Me encuentro con un joven, parece familiar, lo reconozco como el hijo de un viejo amigo. Envío mis saludos a su padre, pero me aclara que no es el hijo sino el nieto. Al padre lo vi cuando era un niño, al nieto ese día. Se parecía al abuelo. Fue un embrollo propio de quienes tenemos la suerte de haber visto sucederse varias generaciones. Nada que ver con demencia.

Me interesan esos adultos jóvenes, nietos y no hijos de nuestros amigos. Su forma de ser y pensar es diferente a la nuestra, pero estoy convencido que debo intentar entenderlos sin refunfuñar. Viven un mundo desquiciado, que gira a velocidad extrema avasallándolos y mareándolos, sin que ellos se den cuenta.

Demasiados quedan subyugados por el mercado y adictos al consumismo. El “lenguaje de las cosas” predomina y buscan placeres inmediatos; menosprecian las cuestiones culturales, filosóficas, literarias, o cualquier pensamiento reflexivo. Han puesto la poesía en manos de cantantes urbanos.

Devoran el presente con desesperación, confiados en la cibernética y el dinero.  La moda y el lujo es su obsesión. Nada de abstracciones inservibles que distraiga de la brega. No todos, no todos… Pero demasiados.

Preocupa- al menos a mi- que algunos políticos de nueva generación paguen para confeccionarse “ perfiles”  y ser  mercadeados como productos de supermercados:  envolturas llamativas de dudoso contenido. No importa. El asunto es llegar como se pueda, evitando avergonzarse de que la envoltura mienta sobre ellos. No reparan en que esos triunfos mercadológicos colocaron a un peligroso sociópata como Donald Trump en la presidencia de Estados Unidos.

Así las cosas, un joven aspirante a senador declara orgulloso que ha empleado doce o quince años de su vida siendo un “gamer”; o sea, gastando miles de horas frente a artefactos tipo Nintendo (mata tiempos populares de la generación Y).  Declaraciones de esa naturaleza en un político le tumban el animo a cualquiera.

El cerebro de un “gamer”, expuesto durante horas interminables a mundos fantásticos desarrolla, sin duda, habilidades ejecutivas y destrezas tecnológicas. Sin embargo- así lo comprueban investigaciones psicológicas-, disminuye su empatía y merma su sensibilidad moral. A la vez, van perdiendo espíritu colectivo.

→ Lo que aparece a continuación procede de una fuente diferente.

use chrono::NaiveDate;

use super::finance::{self, Totals};
use crate::models::{Task, Transaction};

#[derive(Debug, Clone, PartialEq)]
pub struct Analytics {
    pub total_tasks: usize,
    pub completed_tasks: usize,
    pub pending_tasks: usize,
    /// Seconds tracked across every task
    pub total_time_spent: f64,
    /// Σimpact / Σeffort over completed tasks; `None` until one is completed
    pub efficiency: Option<f64>,
    pub month: Totals,
}

/// `transactions` should already be narrowed to the selected currency.
pub fn analytics(tasks: &[Task], transactions: &[&Transaction], today: NaiveDate) -> Analytics {
    let completed: Vec<&Task> = tasks.iter().filter(|t| t.completed).collect();
    let total_impact: u32 = completed.iter().map(|t| u32::from(t.impact)).sum();
    let total_effort: u32 = completed.iter().map(|t| u32::from(t.effort)).sum();

    Analytics {
        total_tasks: tasks.len(),
        completed_tasks: completed.len(),
        pending_tasks: tasks.len() - completed.len(),
        total_time_spent: tasks.iter().map(|t| t.time_spent).sum(),
        efficiency: (total_effort > 0).then(|| f64::from(total_impact) / f64::from(total_effort)),
        month: finance::this_month(transactions, today),
    }
}

#[cfg(test)]
mod tests {
    use super::*;
    use chrono::Utc;

    fn task(impact: u8, effort: u8, completed: bool, time_spent: f64) -> Task {
        Task {
            id: 0,
            user_id: "u1".to_string(),
            name: "t".to_string(),
            description: String::new(),
            completed,
            due_date: None,
            created_at: Utc::now(),
            completed_at: completed.then(Utc::now),
            impact,
            effort,
            tags: vec![],
            time_spent,
            is_tracking: false,
            tracking_start_time: None,
            goal_id: None,
            promoted_to_dashboard: true,
        }
    }

    #[test]
    fn test_counts_and_efficiency() {
        let tasks = vec![task(8, 2, true, 60.0), task(4, 2, true, 30.0), task(10, 5, false, 10.0)];
        let today = NaiveDate::from_ymd_opt(2024, 6, 20).unwrap();
        let a = analytics(&tasks, &[], today);
        assert_eq!((a.total_tasks, a.completed_tasks, a.pending_tasks), (3, 2, 1));
        assert_eq!(a.total_time_spent, 100.0);
        assert_eq!(a.efficiency, Some(3.0));
        assert_eq!(a.month, Totals::default());
    }

    #[test]
    fn test_no_completed_tasks_has_no_efficiency() {
        let today = NaiveDate::from_ymd_opt(2024, 6, 20).unwrap();
        assert_eq!(analytics(&[task(5, 3, false, 0.0)], &[], today).efficiency, None);
    }
}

Entonces, no es difícil comprender que bregando con personajes y situaciones ficticias, resolviendo estrategias entre enemigos y amigos de otros mundos (diseñadas para “enganchar”), lleguen a distorsionar  la realidad.

No quisiera depender de un “gamer” para enfrentar y resolver problemas de una sociedad de carne y hueso. No es lo miso mover el “stick” y pulsar botones que tomar decisiones que afecten a millones de personas. En nada se parecen esos muñequitos de juegos HDMI- o como se llamen- a gente que sudan, lloran, y ríen.

Ni el armamento desplegado en “Dragon Ball”, ni las batallas contra villanos animados de la pantalla, tienen nada que ver con la guerra contra los malvados de la política criolla ni con propuestas para el desarrollo colectivo.

Es difícil imaginar a cualquier líder importante de occidente dándole que dándole a una maquinita electrónica. Quizás, pueda imaginarme a Maduro frente a una pantalla hasta el amanecer; incluso subiendo y bajando un yoyo  en horas de oficina.